Kanoelani has also served on the Executive Board of Directors and is now a part of the Cultural Committee at Molokai Community Health Center. Kanoelani has dedicated her time and efforts to serving the Molokai community and its youth, which is demonstrated in her work with the University of Hawaii’s Department of Psychiatry for seven years as a cultural advisor and community P.I. Puni Ke Ola was the vision of the kupuna who desired culturally integrated substance use prevention resources. 

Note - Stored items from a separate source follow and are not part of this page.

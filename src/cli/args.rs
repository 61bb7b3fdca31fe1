use clap::{Parser, Subcommand};
use std::path::PathBuf;

#[derive(Debug, Parser)]
#[clap(
    name = "testops-copilot",
    about = "Generate test cases from OpenAPI specifications and plain-text requirements",
    version
)]
pub struct Args {
    #[clap(subcommand)]
    pub command: Command,
}

#[derive(Debug, Subcommand)]
pub enum Command {
    /// Run the HTTP backend
    Serve {
        /// Address to bind
        #[clap(long, value_name = "HOST", default_value = "0.0.0.0")]
        host: String,

        /// Port to listen on
        #[clap(short, long, value_name = "PORT", default_value_t = 8000)]
        port: u16,
    },

    /// Generate test scenarios and code from a specification file
    Generate {
        /// Path to the OpenAPI specification file (.json, .yaml or .yml)
        #[clap(short, long, value_name = "FILE")]
        input: PathBuf,

        /// Write the generated test code here instead of stdout
        #[clap(short, long, value_name = "FILE")]
        output: Option<PathBuf>,

        /// Write the normalized endpoint list as JSON
        #[clap(long, value_name = "FILE")]
        parsed_output: Option<PathBuf>,

        /// Print detailed scenarios (steps and expected results)
        #[clap(long)]
        detailed: bool,
    },
}
// src/validator.rs

use once_cell::sync::Lazy;
use regex::Regex;
use serde::Serialize;

static TEST_FUNCTION: Lazy<Regex> =
    Lazy::new(|| Regex::new(r"def (test_\w+)\s*\(").expect("test function pattern compiles"));

static DECORATOR: Lazy<Regex> =
    Lazy::new(|| Regex::new(r"@[\w.]+").expect("decorator pattern compiles"));

/// How far back (in chars) to look for decorators above a test function.
const DECORATOR_WINDOW: usize = 200;

/// Advisory findings over a piece of generated test code. `valid` reflects
/// errors only; warnings ride along in `messages` after them.
#[derive(Debug, Clone, Serialize)]
pub struct Validation {
    pub valid: bool,
    pub messages: Vec<String>,
}

#[derive(Debug, Clone, PartialEq, Serialize)]
pub struct TestFunction {
    pub name: String,
    pub decorators: Vec<String>,
    pub has_allure: bool,
}

/// Check generated code for the conventions the test suite relies on.
/// Purely advisory: no caller blocks on the result.
pub fn validate_test_code(code: &str) -> Validation {
    let mut errors = Vec::new();
    let mut warnings = Vec::new();

    if !code.to_lowercase().contains("@allure") {
        errors.push("the code contains no Allure decorators".to_string());
    }
    if !code.contains("def test_") {
        errors.push("no test function found (names must start with `test_`)".to_string());
    }

    if !code.contains("import requests") && !code.contains("from requests") {
        warnings.push("no `requests` import found; the test may not call the API".to_string());
    }
    if !code.contains("assert") {
        warnings.push("the code contains no assert checks".to_string());
    }

    let valid = errors.is_empty();
    let mut messages = errors;
    messages.append(&mut warnings);

    Validation { valid, messages }
}

/// List `test_*` functions together with the decorators directly above
/// them. Decorators are collected from a fixed look-behind window, which is
/// more than enough for generated code.
pub fn extract_test_functions(code: &str) -> Vec<TestFunction> {
    let mut functions = Vec::new();

    for captures in TEST_FUNCTION.captures_iter(code) {
        let name = match captures.get(1) {
            Some(name) => name.as_str().to_string(),
            None => continue,
        };

        let start = captures.get(0).map_or(0, |m| m.start());
        let mut window_start = start.saturating_sub(DECORATOR_WINDOW);
        while !code.is_char_boundary(window_start) {
            window_start += 1;
        }

        let decorators: Vec<String> = DECORATOR
            .find_iter(&code[window_start..start])
            .map(|m| m.as_str().to_string())
            .collect();
        let has_allure = decorators
            .iter()
            .any(|decorator| decorator.starts_with("@allure"));

        functions.push(TestFunction {
            name,
            decorators,
            has_allure,
        });
    }

    functions
}

#[cfg(test)]
mod tests {
    use super::*;

    const GOOD_TEST: &str = r#"
import requests
import allure

@allure.feature("Users")
class TestUsers:
    @allure.title("List users")
    def test_get_users(self):
        response = requests.get("https://api.example.com/users")
        assert response.status_code == 200
"#;

    #[test]
    fn well_formed_code_passes() {
        let validation = validate_test_code(GOOD_TEST);
        assert!(validation.valid);
        assert!(validation.messages.is_empty());
    }

    #[test]
    fn missing_allure_is_an_error() {
        let validation = validate_test_code("def test_x():\n    assert True");
        assert!(!validation.valid);
        assert!(validation.messages[0].contains("Allure"));
    }

    #[test]
    fn missing_test_function_is_an_error() {
        let validation = validate_test_code("@allure.feature('x')\ndef helper():\n    pass");
        assert!(!validation.valid);
        assert!(validation
            .messages
            .iter()
            .any(|message| message.contains("test function")));
    }

    #[test]
    fn warnings_do_not_invalidate() {
        let code = "@allure.title('t')\ndef test_math():\n    assert 1 + 1 == 2";
        let validation = validate_test_code(code);
        assert!(validation.valid);
        // No requests import: warning only.
        assert_eq!(validation.messages.len(), 1);
        assert!(validation.messages[0].contains("requests"));
    }

    #[test]
    fn errors_precede_warnings() {
        let validation = validate_test_code("print('nothing here')");
        assert!(!validation.valid);
        assert_eq!(validation.messages.len(), 4);
        assert!(validation.messages[0].contains("Allure"));
        assert!(validation.messages[3].contains("assert"));
    }

    #[test]
    fn extracts_functions_with_their_decorators() {
        let functions = extract_test_functions(GOOD_TEST);
        assert_eq!(functions.len(), 1);
        assert_eq!(functions[0].name, "test_get_users");
        assert!(functions[0].has_allure);
        assert!(functions[0]
            .decorators
            .iter()
            .any(|decorator| decorator == "@allure.title"));
    }

    #[test]
    fn undecorated_function_has_no_allure() {
        let functions = extract_test_functions("def test_bare():\n    assert True");
        assert_eq!(functions.len(), 1);
        assert!(!functions[0].has_allure);
        assert!(functions[0].decorators.is_empty());
    }
}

Kanoe’s dedication shaped the Western modalities into Native Hawaiian thought processes. Through the evolution of the Puni Ke Ola she built & incorporated makawalu & kilo into the Ho’a ‘Ike curriculum which is utilized to create meaningful and transformative learning experiences. By connecting unique perspectives with knowledge of one’s physical and mental environment, teachers can create a learning experience that is both culturally relevant and academically enriching. A train-the-trainer certification program was developed for the education system (K-12 and College Professors) & substance abuse councils. There are now 20+ certified trainers across Hawaii who utilizes Ho’a ‘Ike. 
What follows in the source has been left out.